Source records
########################################
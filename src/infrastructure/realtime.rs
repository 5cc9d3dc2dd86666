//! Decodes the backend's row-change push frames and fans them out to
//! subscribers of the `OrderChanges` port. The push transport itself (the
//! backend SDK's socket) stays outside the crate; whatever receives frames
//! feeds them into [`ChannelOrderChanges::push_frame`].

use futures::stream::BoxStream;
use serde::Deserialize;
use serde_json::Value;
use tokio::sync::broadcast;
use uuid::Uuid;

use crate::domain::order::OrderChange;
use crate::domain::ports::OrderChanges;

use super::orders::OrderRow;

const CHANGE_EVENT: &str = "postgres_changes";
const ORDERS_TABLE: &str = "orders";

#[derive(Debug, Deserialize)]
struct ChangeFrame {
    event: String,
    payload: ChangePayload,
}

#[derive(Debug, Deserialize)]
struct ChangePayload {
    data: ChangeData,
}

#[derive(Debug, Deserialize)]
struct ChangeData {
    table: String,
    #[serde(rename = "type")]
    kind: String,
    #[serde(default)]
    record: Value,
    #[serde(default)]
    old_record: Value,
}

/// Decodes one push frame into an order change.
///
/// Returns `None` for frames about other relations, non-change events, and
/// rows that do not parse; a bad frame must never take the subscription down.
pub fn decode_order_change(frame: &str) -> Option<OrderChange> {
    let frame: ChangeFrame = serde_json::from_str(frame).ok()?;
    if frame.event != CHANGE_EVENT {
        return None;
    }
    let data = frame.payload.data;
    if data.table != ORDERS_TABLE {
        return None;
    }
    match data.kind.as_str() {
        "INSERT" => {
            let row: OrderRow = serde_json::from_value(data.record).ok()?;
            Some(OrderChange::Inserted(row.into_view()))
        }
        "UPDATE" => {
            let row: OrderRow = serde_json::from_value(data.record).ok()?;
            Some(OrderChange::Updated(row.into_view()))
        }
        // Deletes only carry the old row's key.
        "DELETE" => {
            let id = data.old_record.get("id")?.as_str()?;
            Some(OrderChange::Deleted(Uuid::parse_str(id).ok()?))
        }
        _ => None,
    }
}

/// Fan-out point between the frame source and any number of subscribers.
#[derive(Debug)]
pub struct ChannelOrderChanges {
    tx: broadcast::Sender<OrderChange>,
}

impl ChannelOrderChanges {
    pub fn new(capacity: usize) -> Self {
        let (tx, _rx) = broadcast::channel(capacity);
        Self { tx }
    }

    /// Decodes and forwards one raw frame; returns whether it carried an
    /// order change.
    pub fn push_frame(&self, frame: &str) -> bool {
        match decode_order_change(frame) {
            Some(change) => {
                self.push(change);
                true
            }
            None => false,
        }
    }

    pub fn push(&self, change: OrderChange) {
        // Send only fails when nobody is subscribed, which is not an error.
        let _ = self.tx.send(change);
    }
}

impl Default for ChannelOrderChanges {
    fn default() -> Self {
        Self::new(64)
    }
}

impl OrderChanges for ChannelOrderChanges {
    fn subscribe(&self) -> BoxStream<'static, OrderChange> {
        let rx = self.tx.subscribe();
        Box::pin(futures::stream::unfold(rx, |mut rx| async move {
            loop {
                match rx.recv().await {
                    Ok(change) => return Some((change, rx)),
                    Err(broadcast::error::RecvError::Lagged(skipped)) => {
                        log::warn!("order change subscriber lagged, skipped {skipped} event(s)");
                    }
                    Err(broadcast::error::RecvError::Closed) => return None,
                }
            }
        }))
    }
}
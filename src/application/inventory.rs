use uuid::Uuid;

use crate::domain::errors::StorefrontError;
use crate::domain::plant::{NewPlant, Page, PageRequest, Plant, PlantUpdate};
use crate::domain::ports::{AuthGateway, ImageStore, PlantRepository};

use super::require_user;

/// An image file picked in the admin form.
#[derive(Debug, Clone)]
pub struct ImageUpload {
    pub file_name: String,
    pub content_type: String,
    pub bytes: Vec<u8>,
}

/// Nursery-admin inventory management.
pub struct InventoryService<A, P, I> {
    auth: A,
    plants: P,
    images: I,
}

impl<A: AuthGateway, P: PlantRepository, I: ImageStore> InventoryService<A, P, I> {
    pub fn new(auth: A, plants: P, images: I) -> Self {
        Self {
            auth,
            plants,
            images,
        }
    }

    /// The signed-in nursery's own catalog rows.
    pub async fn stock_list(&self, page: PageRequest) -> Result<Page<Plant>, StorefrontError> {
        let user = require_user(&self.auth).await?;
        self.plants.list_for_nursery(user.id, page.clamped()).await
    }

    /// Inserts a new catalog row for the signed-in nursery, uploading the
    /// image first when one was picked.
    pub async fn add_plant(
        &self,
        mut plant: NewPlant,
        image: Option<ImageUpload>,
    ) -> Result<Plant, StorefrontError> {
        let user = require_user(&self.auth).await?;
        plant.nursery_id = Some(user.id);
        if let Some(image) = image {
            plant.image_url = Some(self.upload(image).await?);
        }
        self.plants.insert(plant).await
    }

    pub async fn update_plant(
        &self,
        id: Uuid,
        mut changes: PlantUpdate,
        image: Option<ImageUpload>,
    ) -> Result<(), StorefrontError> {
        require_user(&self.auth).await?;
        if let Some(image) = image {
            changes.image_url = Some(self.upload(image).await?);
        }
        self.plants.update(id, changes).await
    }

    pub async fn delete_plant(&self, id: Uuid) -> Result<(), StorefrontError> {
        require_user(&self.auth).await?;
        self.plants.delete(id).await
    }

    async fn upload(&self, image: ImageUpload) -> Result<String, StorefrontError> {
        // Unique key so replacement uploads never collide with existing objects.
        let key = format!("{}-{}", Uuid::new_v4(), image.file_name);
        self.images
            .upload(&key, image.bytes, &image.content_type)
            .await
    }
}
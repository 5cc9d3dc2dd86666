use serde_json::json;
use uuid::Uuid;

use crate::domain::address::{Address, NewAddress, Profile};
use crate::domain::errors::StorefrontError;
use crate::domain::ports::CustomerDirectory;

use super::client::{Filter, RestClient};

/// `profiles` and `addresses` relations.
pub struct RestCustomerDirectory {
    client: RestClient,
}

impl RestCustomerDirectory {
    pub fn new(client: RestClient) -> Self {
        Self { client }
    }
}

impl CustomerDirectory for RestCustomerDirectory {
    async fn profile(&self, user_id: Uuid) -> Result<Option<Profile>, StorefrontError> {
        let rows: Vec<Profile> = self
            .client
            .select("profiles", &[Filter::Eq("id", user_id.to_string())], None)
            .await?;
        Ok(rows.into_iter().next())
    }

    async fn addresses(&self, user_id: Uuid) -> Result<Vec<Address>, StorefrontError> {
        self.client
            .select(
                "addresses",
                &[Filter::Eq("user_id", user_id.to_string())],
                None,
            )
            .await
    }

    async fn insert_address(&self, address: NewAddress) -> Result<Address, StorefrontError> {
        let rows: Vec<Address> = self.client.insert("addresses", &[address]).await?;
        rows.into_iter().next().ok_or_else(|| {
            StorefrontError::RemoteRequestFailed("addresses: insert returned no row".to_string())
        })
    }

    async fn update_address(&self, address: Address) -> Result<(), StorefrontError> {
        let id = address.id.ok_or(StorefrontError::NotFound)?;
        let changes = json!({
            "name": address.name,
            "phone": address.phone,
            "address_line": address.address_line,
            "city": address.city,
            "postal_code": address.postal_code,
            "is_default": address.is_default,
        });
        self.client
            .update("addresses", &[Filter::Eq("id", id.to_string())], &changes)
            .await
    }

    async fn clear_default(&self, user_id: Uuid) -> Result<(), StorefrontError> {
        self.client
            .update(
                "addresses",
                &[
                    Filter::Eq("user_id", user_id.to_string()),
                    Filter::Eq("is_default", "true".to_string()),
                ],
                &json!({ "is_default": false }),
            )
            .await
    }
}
########################################
- [Exercise directions] Output the entire set of records exactly as shown.

- [Output of the task]
filename src/infrastructure/realtime.rs
repository 5cc9d3dc2dd86666
//! Decodes the backend's row-change push frames and fans them out to
//! subscribers of the `OrderChanges` port. The push transport itself (the
//! backend SDK's socket) stays outside the crate; whatever receives frames
//! feeds them into [`ChannelOrderChanges::push_frame`].

use futures::stream::BoxStream;
use serde::Deserialize;
use serde_json::Value;
use tokio::sync::broadcast;
use uuid::Uuid;

use crate::domain::order::OrderChange;
use crate::domain::ports::OrderChanges;

use super::orders::OrderRow;

const CHANGE_EVENT: &str = "postgres_changes";
const ORDERS_TABLE: &str = "orders";

#[derive(Debug, Deserialize)]
struct ChangeFrame {
    event: String,
    payload: ChangePayload,
}

#[derive(Debug, Deserialize)]
struct ChangePayload {
    data: ChangeData,
}

#[derive(Debug, Deserialize)]
struct ChangeData {
    table: String,
    #[serde(rename = "type")]
    kind: String,
    #[serde(default)]
    record: Value,
    #[serde(default)]
    old_record: Value,
}

/// Decodes one push frame into an order change.
///
/// Returns `None` for frames about other relations, non-change events, and
/// rows that do not parse; a bad frame must never take the subscription down.
pub fn decode_order_change(frame: &str) -> Option<OrderChange> {
    let frame: ChangeFrame = serde_json::from_str(frame).ok()?;
    if frame.event != CHANGE_EVENT {
        return None;
    }
    let data = frame.payload.data;
    if data.table != ORDERS_TABLE {
        return None;
    }
    match data.kind.as_str() {
        "INSERT" => {
            let row: OrderRow = serde_json::from_value(data.record).ok()?;
            Some(OrderChange::Inserted(row.into_view()))
        }
        "UPDATE" => {
            let row: OrderRow = serde_json::from_value(data.record).ok()?;
            Some(OrderChange::Updated(row.into_view()))
        }
        // Deletes only carry the old row's key.
        "DELETE" => {
            let id = data.old_record.get("id")?.as_str()?;
            Some(OrderChange::Deleted(Uuid::parse_str(id).ok()?))
        }
        _ => None,
    }
}

/// Fan-out point between the frame source and any number of subscribers.
#[derive(Debug)]
pub struct ChannelOrderChanges {
    tx: broadcast::Sender<OrderChange>,
}

impl ChannelOrderChanges {
    pub fn new(capacity: usize) -> Self {
        let (tx, _rx) = broadcast::channel(capacity);
        Self { tx }
    }

    /// Decodes and forwards one raw frame; returns whether it carried an
    /// order change.
    pub fn push_frame(&self, frame: &str) -> bool {
        match decode_order_change(frame) {
            Some(change) => {
                self.push(change);
                true
            }
            None => false,
        }
    }

    pub fn push(&self, change: OrderChange) {
        // Send only fails when nobody is subscribed, which is not an error.
        let _ = self.tx.send(change);
    }
}

impl Default for ChannelOrderChanges {
    fn default() -> Self {
        Self::new(64)
    }
}

impl OrderChanges for ChannelOrderChanges {
    fn subscribe(&self) -> BoxStream<'static, OrderChange> {
        let rx = self.tx.subscribe();
        Box::pin(futures::stream::unfold(rx, |mut rx| async move {
            loop {
                match rx.recv().await {
                    Ok(change) => return Some((change, rx)),
                    Err(broadcast::error::RecvError::Lagged(skipped)) => {
                        log::warn!("order change subscriber lagged, skipped {skipped} event(s)");
                    }
                    Err(broadcast::error::RecvError::Closed) => return None,
                }
            }
        }))
    }
}
filename src/application/inventory.rs
use uuid::Uuid;

use crate::domain::errors::StorefrontError;
use crate::domain::plant::{NewPlant, Page, PageRequest, Plant, PlantUpdate};
use crate::domain::ports::{AuthGateway, ImageStore, PlantRepository};

use super::require_user;

/// An image file picked in the admin form.
#[derive(Debug, Clone)]
pub struct ImageUpload {
    pub file_name: String,
    pub content_type: String,
    pub bytes: Vec<u8>,
}

/// Nursery-admin inventory management.
pub struct InventoryService<A, P, I> {
    auth: A,
    plants: P,
    images: I,
}

impl<A: AuthGateway, P: PlantRepository, I: ImageStore> InventoryService<A, P, I> {
    pub fn new(auth: A, plants: P, images: I) -> Self {
        Self {
            auth,
            plants,
            images,
        }
    }

    /// The signed-in nursery's own catalog rows.
    pub async fn stock_list(&self, page: PageRequest) -> Result<Page<Plant>, StorefrontError> {
        let user = require_user(&self.auth).await?;
        self.plants.list_for_nursery(user.id, page.clamped()).await
    }

    /// Inserts a new catalog row for the signed-in nursery, uploading the
    /// image first when one was picked.
    pub async fn add_plant(
        &self,
        mut plant: NewPlant,
        image: Option<ImageUpload>,
    ) -> Result<Plant, StorefrontError> {
        let user = require_user(&self.auth).await?;
        plant.nursery_id = Some(user.id);
        if let Some(image) = image {
            plant.image_url = Some(self.upload(image).await?);
        }
        self.plants.insert(plant).await
    }

    pub async fn update_plant(
        &self,
        id: Uuid,
        mut changes: PlantUpdate,
        image: Option<ImageUpload>,
    ) -> Result<(), StorefrontError> {
        require_user(&self.auth).await?;
        if let Some(image) = image {
            changes.image_url = Some(self.upload(image).await?);
        }
        self.plants.update(id, changes).await
    }

    pub async fn delete_plant(&self, id: Uuid) -> Result<(), StorefrontError> {
        require_user(&self.auth).await?;
        self.plants.delete(id).await
    }

    async fn upload(&self, image: ImageUpload) -> Result<String, StorefrontError> {
        // Unique key so replacement uploads never collide with existing objects.
        let key = format!("{}-{}", Uuid::new_v4(), image.file_name);
        self.images
            .upload(&key, image.bytes, &image.content_type)
            .await
    }
}
repository 5cc9d3dc2dd86666
use serde_json::json;
use uuid::Uuid;

use crate::domain::address::{Address, NewAddress, Profile};
use crate::domain::errors::StorefrontError;
use crate::domain::ports::CustomerDirectory;

use super::client::{Filter, RestClient};

/// `profiles` and `addresses` relations.
pub struct RestCustomerDirectory {
    client: RestClient,
}

impl RestCustomerDirectory {
    pub fn new(client: RestClient) -> Self {
        Self { client }
    }
}

impl CustomerDirectory for RestCustomerDirectory {
    async fn profile(&self, user_id: Uuid) -> Result<Option<Profile>, StorefrontError> {
        let rows: Vec<Profile> = self
            .client
            .select("profiles", &[Filter::Eq("id", user_id.to_string())], None)
            .await?;
        Ok(rows.into_iter().next())
    }

    async fn addresses(&self, user_id: Uuid) -> Result<Vec<Address>, StorefrontError> {
        self.client
            .select(
                "addresses",
                &[Filter::Eq("user_id", user_id.to_string())],
                None,
            )
            .await
    }

    async fn insert_address(&self, address: NewAddress) -> Result<Address, StorefrontError> {
        let rows: Vec<Address> = self.client.insert("addresses", &[address]).await?;
        rows.into_iter().next().ok_or_else(|| {
            StorefrontError::RemoteRequestFailed("addresses: insert returned no row".to_string())
        })
    }

    async fn update_address(&self, address: Address) -> Result<(), StorefrontError> {
        let id = address.id.ok_or(StorefrontError::NotFound)?;
        let changes = json!({
            "name": address.name,
            "phone": address.phone,
            "address_line": address.address_line,
            "city": address.city,
            "postal_code": address.postal_code,
            "is_default": address.is_default,
        });
        self.client
            .update("addresses", &[Filter::Eq("id", id.to_string())], &changes)
            .await
    }

    async fn clear_default(&self, user_id: Uuid) -> Result<(), StorefrontError> {
        self.client
            .update(
                "addresses",
                &[
                    Filter::Eq("user_id", user_id.to_string()),
                    Filter::Eq("is_default", "true".to_string()),
                ],
                &json!({ "is_default": false }),
            )
            .await
    }
}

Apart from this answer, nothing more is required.